Più voli a Birgi. Ombra rilancia: “Obiettivo 2 milioni di passeggeri. Ma i Comuni..."
Un secondo aereo basato a Trapani-Birgi, 24 rotte complessive e 6 nuove destinazioni. Ryanair rilancia sullo scalo trapanese, ma il presidente di Airgest, Salvatore Ombra, guarda già oltre: “Aggiungere un aereo non è un risultato banale, lo inseguivamo da quando sono tornato alla presidenza. Ma non sono ancora soddisfatto: il mio obiettivo è raggiungere i 2 milioni di passeggeri l’anno”.

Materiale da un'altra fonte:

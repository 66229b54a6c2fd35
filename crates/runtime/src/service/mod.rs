//! Shop orchestration.
//!
//! [`ShopService`] glues the pure rules to the catalog oracles and the
//! player store: every operation loads the records it needs, runs the
//! core rule, persists the outcome, and publishes the refreshed record
//! on the event bus. Operations take an explicit [`UserId`]; there is no
//! ambient session.
//!
//! Apart from quest claims, writes are last-write-wins (see the store
//! seam); the service checks affordability against the snapshot it
//! loaded, not against the store at commit time.

use std::sync::Arc;
use std::sync::atomic::{AtomicU32, Ordering};

use economy_core::{
    ArtifactInstance, ArtifactKind, ArtifactOracle, ArtifactView, BonusTotals, ChestOracle,
    ClaimError, ClaimGrant, Currency, EconomyConfig, EconomyError, Equipment, Mutation, PcgRng,
    Price,
    ProgressionError, QuestOracle, QuestTier, RngOracle, SlotIndex, StatKey, StatVector,
    UserProgress, WeaponOracle, aggregate_bonus, apply_claim, evaluate_claim, level_up_artifact,
    level_up_hero, level_up_stat, roll_artifact_stats, roll_seed, unlock_artifact,
};
use tracing::{info, warn};

use crate::error::{Result, RuntimeError};
use crate::events::{EventBus, ShopEvent};
use crate::oracle::ShopCatalog;
use crate::store::{LeaderboardRow, PlayerStore};
use crate::types::{ItemKey, UserId};

/// Outcome of a chest open.
#[derive(Clone, Debug)]
pub struct ChestOpening {
    pub key: ItemKey,
    pub artifact: ArtifactInstance,
    /// What the open charged; `None` for free chests.
    pub price: Option<Price>,
}

/// Outcome of a shop purchase.
#[derive(Clone, Debug)]
pub struct Purchase {
    pub key: ItemKey,
    pub artifact: ArtifactInstance,
    pub price: Option<Price>,
}

/// Outcome of selling an inventory item.
#[derive(Clone, Debug)]
pub struct Sale {
    pub artifact: ArtifactInstance,
    /// Shards credited.
    pub credited: u64,
}

/// The game-shop service.
pub struct ShopService {
    store: Arc<dyn PlayerStore>,
    catalog: Arc<ShopCatalog>,
    rng: Arc<dyn RngOracle>,
    events: EventBus,
    config: EconomyConfig,
    /// Entropy base for loot rolls; fixed per service instance.
    base_seed: u64,
    /// Per-roll counter mixed into the base seed.
    roll_nonce: AtomicU32,
}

Le nuove rotte e l’operativo estivo 2026
Il 2026 è l'anno della svolta per l'aeroporto "Vincenzo Florio". Dalla prossima estate Ryanair volerà da Birgi verso 24 destinazioni, con le nuove rotte per Stoccolma, Bournemouth, Bari, Lublino, Saarbrücken e Verona. Due gli aeromobili basati, per un investimento dichiarato di 200 milioni di dollari.

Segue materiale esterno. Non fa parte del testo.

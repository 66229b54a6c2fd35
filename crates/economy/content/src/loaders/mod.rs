//! Content loaders for reading catalog data from files.
//!
//! Loaders convert RON/TOML files into the economy-core catalog types the
//! runtime oracles serve.

pub mod catalog;
pub mod config;

pub use catalog::{CatalogLoader, ChestCatalog, MainCatalog};
pub use config::ConfigLoader;

use std::path::Path;

/// Common result type for loaders.
pub type LoadResult<T> = anyhow::Result<T>;

/// Helper function to read file contents.
pub(crate) fn read_file(path: &Path) -> LoadResult<String> {
    std::fs::read_to_string(path)
        .map_err(|e| anyhow::anyhow!("Failed to read file {}: {}", path.display(), e))
}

Fabrizio Francioni, Head of Communications Italy di Ryanair, parla di “operativo estivo 2026 da record per Trapani-Marsala”, sottolineando che il rafforzamento della base è “un risultato diretto della decisione della Regione Siciliana di abolire l’addizionale municipale negli aeroporti siciliani più piccoli”.
Secondo Francioni, con 2 aeromobili e 24 rotte, l’operativo “supporterà oltre 960 posti di lavoro locali e 1,2 milioni di passeggeri annuali, migliorando la connettività, il turismo e l’occupazione alle tariffe più basse d’Europa”.
La compagnia ha inoltre invitato la Regione a fare un passo ulteriore: “Eliminare questa tassa anti-crescita in tutti gli aeroporti siciliani, inclusi Palermo e Catania, permetterebbe di sbloccare ancora più crescita”.
Addizionale comunale: cosa cambia davvero
La crescita di Birgi è legata alla cancellazione dell’addizionale comunale sui diritti d’imbarco negli scali sotto i 5 milioni di passeggeri annui. Non si tratta però di una vera abolizione: l’addizionale – oggi pari a 6,50 euro per passeggero nella maggior parte degli aeroporti italiani – resta, ma è la Regione Siciliana a farsene carico, versando allo Stato circa 6,17 milioni di euro l’anno.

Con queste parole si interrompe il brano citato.